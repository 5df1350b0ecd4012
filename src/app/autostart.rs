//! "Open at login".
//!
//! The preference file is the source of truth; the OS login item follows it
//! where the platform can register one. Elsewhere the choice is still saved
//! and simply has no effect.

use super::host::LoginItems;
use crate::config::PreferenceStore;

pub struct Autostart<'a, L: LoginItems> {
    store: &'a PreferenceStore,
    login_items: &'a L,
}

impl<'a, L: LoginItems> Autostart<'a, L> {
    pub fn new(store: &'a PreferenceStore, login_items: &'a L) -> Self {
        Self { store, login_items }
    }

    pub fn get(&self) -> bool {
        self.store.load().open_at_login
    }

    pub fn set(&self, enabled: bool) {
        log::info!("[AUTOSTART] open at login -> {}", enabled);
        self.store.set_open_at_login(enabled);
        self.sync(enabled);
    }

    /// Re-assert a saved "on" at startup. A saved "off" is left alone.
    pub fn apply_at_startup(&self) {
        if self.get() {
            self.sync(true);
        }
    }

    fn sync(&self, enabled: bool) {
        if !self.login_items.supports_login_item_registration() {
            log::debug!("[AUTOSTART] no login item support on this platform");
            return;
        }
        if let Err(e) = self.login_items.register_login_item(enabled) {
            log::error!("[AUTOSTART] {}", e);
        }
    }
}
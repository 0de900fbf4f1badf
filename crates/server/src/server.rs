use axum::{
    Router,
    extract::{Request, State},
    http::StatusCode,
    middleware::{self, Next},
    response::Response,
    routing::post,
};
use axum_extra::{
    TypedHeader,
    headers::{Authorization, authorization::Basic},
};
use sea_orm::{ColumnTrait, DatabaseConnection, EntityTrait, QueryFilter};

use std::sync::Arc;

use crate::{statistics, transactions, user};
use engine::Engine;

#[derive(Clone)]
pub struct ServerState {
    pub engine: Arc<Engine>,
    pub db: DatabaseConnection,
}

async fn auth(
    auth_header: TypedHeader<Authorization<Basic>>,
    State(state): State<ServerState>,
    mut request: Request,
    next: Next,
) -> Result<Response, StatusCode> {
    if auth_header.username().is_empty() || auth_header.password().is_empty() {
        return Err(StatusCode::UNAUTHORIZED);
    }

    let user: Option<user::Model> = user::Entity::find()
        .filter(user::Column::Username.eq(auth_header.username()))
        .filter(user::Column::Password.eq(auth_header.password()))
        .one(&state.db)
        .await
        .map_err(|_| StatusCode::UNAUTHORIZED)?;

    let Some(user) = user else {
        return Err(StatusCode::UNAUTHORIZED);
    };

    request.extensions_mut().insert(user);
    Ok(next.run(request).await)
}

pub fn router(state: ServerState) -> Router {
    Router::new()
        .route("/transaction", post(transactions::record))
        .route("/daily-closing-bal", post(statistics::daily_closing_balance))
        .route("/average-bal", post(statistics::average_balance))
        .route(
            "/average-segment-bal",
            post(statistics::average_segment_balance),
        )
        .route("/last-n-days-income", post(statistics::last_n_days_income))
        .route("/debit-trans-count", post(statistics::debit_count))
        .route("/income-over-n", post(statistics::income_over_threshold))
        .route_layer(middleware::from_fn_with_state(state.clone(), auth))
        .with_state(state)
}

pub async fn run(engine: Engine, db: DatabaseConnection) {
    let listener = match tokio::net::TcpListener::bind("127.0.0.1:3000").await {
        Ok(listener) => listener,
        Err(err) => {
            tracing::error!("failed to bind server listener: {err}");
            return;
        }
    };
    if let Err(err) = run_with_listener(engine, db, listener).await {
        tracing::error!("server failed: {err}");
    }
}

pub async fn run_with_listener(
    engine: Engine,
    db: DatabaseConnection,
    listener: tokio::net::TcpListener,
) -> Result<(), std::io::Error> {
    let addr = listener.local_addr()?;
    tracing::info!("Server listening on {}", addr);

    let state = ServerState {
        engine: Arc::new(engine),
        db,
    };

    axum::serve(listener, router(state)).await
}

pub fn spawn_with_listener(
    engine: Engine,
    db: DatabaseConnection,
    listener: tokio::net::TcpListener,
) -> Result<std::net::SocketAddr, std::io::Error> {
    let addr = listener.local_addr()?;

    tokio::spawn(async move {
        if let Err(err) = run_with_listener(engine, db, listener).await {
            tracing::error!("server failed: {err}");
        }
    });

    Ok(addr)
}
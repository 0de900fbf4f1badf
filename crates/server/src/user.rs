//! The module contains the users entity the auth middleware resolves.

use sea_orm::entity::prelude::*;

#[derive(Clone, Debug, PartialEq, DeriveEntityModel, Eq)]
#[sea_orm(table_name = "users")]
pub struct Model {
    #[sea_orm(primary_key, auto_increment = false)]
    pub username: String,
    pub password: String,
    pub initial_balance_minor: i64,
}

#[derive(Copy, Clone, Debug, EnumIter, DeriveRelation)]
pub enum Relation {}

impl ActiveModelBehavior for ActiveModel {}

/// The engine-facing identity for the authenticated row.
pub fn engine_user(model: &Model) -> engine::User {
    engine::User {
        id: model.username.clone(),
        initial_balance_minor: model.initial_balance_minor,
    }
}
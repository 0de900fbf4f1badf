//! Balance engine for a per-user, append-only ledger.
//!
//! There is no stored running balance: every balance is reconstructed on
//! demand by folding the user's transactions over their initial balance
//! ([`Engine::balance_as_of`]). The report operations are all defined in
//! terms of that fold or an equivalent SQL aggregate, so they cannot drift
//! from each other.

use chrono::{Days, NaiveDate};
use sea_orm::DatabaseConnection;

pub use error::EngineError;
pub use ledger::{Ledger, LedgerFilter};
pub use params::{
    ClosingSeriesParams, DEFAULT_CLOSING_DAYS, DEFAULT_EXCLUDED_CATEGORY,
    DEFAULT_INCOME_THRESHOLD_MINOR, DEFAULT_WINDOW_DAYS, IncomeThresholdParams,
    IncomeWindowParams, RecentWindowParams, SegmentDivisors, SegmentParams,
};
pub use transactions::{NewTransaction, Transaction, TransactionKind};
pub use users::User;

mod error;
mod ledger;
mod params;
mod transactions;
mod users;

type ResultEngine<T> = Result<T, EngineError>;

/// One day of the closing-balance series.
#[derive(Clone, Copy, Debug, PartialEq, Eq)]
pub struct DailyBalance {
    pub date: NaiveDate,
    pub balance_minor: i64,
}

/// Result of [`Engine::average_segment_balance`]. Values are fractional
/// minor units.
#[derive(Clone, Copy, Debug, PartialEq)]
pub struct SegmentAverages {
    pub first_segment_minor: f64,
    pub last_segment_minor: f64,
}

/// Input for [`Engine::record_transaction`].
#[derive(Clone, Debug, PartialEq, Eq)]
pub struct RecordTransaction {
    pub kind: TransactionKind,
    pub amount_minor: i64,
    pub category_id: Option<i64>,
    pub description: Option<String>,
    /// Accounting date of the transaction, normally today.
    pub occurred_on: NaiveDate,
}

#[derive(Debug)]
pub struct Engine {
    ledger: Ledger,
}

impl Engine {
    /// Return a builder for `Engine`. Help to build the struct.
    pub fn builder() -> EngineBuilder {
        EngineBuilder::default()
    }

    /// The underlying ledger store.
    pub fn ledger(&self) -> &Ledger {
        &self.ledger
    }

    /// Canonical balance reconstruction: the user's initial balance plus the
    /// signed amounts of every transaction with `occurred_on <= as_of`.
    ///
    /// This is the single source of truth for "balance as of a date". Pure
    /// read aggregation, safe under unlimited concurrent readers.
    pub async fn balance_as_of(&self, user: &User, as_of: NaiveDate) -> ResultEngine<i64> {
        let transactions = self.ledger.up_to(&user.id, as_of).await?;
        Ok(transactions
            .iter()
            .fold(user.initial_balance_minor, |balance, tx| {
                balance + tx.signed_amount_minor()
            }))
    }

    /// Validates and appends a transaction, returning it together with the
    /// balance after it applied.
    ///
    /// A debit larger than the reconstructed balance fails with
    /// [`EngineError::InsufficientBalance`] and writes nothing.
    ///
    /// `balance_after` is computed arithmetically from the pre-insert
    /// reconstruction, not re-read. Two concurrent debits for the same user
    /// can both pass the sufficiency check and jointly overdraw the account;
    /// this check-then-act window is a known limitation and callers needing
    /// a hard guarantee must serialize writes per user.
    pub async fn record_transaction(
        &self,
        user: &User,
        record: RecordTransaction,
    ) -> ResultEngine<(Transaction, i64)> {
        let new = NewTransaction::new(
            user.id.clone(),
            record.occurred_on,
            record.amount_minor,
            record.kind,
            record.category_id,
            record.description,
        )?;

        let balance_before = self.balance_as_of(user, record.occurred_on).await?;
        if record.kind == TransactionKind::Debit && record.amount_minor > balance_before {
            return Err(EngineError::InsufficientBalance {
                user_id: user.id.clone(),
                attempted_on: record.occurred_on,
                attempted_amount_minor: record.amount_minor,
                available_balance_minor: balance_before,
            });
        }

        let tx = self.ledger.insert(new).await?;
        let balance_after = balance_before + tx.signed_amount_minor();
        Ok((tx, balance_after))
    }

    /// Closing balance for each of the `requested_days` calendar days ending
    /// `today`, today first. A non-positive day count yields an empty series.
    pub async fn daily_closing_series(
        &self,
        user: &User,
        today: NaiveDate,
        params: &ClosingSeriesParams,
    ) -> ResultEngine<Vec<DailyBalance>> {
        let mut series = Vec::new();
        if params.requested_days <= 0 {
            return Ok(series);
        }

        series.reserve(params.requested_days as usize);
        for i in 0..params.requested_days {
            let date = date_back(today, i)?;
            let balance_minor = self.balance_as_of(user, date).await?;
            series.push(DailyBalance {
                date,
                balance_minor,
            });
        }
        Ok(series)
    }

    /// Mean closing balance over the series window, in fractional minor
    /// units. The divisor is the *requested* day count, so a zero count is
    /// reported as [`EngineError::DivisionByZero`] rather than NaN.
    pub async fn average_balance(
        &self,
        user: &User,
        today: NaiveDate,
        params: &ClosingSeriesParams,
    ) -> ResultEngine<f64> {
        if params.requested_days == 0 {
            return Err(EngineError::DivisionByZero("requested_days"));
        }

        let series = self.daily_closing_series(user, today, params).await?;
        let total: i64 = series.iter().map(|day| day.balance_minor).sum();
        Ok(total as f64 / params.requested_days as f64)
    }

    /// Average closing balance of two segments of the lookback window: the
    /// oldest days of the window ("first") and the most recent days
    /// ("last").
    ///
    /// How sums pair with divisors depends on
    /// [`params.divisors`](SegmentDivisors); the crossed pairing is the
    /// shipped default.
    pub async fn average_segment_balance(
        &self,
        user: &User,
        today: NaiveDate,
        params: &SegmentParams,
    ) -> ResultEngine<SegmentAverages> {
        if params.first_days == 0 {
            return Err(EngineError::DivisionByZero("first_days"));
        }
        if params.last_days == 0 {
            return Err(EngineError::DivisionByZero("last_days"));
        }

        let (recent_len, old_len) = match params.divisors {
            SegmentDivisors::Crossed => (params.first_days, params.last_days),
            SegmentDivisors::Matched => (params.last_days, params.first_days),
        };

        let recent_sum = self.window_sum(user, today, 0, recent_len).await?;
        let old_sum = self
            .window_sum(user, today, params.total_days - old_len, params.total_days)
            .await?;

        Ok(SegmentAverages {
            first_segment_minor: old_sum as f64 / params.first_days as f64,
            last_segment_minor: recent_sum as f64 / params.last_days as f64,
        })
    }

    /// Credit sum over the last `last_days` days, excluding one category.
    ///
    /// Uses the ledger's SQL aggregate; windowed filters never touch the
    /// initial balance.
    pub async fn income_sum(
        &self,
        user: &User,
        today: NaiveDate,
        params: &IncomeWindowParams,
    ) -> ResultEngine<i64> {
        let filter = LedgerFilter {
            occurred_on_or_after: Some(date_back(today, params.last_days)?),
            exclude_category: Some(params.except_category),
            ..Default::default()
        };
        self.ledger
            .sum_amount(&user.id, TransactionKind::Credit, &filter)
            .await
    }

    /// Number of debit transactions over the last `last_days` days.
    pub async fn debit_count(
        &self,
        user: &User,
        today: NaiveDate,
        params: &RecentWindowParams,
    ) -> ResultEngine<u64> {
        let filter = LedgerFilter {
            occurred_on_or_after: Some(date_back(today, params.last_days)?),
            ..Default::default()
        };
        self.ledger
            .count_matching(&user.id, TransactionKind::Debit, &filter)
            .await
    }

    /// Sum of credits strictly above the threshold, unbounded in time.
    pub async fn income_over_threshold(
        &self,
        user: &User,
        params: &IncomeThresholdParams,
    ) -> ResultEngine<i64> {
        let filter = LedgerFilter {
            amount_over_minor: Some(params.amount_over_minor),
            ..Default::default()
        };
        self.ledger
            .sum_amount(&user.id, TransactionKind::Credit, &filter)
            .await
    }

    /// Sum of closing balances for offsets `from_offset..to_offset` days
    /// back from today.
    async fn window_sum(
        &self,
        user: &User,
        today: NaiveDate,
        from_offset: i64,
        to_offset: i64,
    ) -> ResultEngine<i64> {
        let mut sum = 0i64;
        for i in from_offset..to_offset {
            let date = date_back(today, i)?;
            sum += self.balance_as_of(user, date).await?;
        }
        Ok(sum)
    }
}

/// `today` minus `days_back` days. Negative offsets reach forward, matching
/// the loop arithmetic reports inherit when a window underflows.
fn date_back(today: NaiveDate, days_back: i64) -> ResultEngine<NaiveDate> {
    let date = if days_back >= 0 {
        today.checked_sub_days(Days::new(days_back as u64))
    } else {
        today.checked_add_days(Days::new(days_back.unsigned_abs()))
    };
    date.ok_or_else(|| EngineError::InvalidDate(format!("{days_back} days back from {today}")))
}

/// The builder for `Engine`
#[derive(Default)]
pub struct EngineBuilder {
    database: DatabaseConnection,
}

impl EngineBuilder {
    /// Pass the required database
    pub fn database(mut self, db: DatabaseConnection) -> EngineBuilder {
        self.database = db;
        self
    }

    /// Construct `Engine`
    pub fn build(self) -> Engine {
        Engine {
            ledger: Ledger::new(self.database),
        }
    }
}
---
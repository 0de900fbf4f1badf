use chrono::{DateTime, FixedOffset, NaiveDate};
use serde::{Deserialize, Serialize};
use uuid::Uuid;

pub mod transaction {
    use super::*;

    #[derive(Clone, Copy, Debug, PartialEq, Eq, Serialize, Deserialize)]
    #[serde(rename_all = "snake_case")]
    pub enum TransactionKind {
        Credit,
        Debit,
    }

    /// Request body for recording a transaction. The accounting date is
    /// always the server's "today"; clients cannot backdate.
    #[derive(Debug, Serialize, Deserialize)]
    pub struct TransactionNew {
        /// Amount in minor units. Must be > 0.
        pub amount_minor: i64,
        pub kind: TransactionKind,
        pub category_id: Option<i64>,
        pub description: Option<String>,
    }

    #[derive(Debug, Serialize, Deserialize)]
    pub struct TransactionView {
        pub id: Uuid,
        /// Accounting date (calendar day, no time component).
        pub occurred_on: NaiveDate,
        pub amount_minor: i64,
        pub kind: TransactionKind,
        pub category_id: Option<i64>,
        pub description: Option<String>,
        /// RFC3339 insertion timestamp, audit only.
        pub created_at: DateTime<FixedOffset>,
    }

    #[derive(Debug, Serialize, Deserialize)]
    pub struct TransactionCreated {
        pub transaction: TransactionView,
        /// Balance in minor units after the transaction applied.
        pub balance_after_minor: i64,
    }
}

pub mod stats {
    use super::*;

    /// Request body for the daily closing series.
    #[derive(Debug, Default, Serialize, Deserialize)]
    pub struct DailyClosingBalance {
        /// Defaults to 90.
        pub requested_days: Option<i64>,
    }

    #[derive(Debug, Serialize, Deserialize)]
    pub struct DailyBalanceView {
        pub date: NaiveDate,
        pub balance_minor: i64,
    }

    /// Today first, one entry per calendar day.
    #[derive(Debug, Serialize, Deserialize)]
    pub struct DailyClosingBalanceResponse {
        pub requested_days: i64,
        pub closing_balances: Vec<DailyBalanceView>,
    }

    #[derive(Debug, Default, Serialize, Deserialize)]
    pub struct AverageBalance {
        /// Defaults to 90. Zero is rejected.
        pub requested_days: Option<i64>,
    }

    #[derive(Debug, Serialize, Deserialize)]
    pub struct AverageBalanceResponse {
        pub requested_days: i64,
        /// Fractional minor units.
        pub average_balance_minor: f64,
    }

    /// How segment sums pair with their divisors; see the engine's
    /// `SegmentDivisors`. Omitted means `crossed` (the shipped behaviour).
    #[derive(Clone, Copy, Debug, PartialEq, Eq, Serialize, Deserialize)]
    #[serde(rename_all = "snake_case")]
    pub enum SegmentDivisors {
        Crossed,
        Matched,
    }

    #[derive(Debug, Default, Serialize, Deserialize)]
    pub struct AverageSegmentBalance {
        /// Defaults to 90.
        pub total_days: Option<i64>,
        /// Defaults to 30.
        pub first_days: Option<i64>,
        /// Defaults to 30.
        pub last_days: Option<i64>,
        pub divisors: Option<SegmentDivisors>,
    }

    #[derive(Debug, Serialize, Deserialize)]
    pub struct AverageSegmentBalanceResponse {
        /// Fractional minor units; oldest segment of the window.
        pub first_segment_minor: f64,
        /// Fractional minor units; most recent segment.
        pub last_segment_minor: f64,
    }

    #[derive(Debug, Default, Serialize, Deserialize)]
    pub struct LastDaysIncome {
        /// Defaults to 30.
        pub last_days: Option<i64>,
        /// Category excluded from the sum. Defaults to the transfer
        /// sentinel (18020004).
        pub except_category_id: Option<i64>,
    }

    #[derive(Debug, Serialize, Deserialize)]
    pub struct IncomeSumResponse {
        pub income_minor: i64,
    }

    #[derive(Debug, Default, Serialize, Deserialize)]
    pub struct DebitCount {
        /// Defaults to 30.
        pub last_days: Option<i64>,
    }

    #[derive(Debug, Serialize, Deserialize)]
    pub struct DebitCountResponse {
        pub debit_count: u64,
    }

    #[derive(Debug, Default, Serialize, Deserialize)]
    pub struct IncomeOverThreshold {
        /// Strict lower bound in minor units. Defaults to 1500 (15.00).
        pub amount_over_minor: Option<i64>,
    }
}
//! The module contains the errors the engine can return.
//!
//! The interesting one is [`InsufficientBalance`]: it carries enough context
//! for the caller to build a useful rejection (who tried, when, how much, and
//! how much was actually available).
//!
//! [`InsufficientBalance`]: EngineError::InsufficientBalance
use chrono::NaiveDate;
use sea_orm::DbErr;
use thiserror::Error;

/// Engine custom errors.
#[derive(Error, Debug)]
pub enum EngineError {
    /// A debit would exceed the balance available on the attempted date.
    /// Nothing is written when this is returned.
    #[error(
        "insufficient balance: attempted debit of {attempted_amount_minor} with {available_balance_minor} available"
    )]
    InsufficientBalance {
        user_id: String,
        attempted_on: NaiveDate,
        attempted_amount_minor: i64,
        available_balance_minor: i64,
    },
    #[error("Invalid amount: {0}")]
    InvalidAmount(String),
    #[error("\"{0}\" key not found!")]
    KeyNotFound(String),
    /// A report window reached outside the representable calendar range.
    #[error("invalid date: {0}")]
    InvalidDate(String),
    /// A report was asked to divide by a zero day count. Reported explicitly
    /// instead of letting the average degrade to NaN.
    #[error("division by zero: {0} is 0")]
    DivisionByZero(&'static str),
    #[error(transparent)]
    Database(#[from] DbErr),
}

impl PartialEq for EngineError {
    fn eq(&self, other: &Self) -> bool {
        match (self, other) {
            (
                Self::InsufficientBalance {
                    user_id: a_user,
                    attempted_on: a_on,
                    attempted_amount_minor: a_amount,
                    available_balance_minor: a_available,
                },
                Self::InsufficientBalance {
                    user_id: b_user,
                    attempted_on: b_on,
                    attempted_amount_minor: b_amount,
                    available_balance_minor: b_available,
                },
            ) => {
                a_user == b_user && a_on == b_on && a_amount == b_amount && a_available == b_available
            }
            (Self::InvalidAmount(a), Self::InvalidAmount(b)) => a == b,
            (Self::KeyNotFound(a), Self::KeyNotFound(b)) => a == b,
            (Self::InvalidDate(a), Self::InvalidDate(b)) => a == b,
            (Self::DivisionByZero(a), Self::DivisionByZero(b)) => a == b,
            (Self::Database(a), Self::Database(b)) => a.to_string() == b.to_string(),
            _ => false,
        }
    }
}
==
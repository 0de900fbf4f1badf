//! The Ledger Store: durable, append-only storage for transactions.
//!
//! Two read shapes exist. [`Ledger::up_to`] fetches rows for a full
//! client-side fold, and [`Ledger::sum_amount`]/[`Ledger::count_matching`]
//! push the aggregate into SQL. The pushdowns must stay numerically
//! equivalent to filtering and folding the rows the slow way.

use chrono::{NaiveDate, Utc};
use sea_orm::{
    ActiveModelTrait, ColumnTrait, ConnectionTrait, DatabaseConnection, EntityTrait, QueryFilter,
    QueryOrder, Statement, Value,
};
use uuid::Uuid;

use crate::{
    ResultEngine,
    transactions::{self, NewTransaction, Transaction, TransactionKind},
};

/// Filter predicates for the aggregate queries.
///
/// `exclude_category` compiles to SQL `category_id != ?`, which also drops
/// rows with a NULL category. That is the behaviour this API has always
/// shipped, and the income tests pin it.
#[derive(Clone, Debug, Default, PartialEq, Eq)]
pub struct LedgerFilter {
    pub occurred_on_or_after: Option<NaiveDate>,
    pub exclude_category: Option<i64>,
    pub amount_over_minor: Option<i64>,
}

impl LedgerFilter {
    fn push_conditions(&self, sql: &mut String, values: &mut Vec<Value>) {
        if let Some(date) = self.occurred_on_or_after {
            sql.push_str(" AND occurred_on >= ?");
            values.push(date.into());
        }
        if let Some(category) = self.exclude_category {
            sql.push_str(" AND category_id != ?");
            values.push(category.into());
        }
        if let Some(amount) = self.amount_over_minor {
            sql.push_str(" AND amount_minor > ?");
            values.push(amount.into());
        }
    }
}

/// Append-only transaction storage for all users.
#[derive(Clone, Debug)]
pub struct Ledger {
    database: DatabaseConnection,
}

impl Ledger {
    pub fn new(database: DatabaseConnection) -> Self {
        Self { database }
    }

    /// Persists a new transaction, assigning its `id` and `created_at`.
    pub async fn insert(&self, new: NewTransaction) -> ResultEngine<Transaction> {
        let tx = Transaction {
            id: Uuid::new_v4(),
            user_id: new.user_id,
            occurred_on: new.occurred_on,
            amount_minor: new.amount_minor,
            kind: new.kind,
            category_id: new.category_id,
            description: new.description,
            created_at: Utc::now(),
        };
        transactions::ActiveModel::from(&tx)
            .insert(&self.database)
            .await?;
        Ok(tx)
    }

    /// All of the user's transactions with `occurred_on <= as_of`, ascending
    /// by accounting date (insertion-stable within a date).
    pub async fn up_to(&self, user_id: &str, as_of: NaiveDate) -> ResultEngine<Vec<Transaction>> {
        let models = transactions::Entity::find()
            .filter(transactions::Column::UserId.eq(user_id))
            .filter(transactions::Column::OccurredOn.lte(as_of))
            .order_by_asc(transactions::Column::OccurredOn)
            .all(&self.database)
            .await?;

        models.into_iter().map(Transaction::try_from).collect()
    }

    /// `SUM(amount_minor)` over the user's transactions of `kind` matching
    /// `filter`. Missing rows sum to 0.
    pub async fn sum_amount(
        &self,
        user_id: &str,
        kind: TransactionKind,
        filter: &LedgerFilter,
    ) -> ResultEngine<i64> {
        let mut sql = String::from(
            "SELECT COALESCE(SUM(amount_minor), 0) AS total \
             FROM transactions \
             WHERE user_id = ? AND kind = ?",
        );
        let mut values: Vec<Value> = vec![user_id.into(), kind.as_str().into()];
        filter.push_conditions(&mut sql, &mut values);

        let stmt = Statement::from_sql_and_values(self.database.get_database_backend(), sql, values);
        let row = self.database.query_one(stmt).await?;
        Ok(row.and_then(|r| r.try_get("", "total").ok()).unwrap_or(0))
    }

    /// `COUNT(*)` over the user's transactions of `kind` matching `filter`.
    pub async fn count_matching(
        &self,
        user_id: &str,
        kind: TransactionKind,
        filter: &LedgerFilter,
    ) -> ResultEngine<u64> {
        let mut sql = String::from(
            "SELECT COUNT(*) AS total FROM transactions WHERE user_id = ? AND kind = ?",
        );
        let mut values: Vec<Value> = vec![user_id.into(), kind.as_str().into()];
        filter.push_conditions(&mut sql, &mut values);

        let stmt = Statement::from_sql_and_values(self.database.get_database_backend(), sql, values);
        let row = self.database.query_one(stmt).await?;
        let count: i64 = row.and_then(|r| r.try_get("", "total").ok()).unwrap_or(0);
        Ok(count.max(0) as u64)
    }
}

Task brief: The answer must be every line of the data that holds the word "source".

Task result:
//! The preference file is the source of truth; the OS login item follows it
    /// This is the single source of truth for "balance as of a date". Pure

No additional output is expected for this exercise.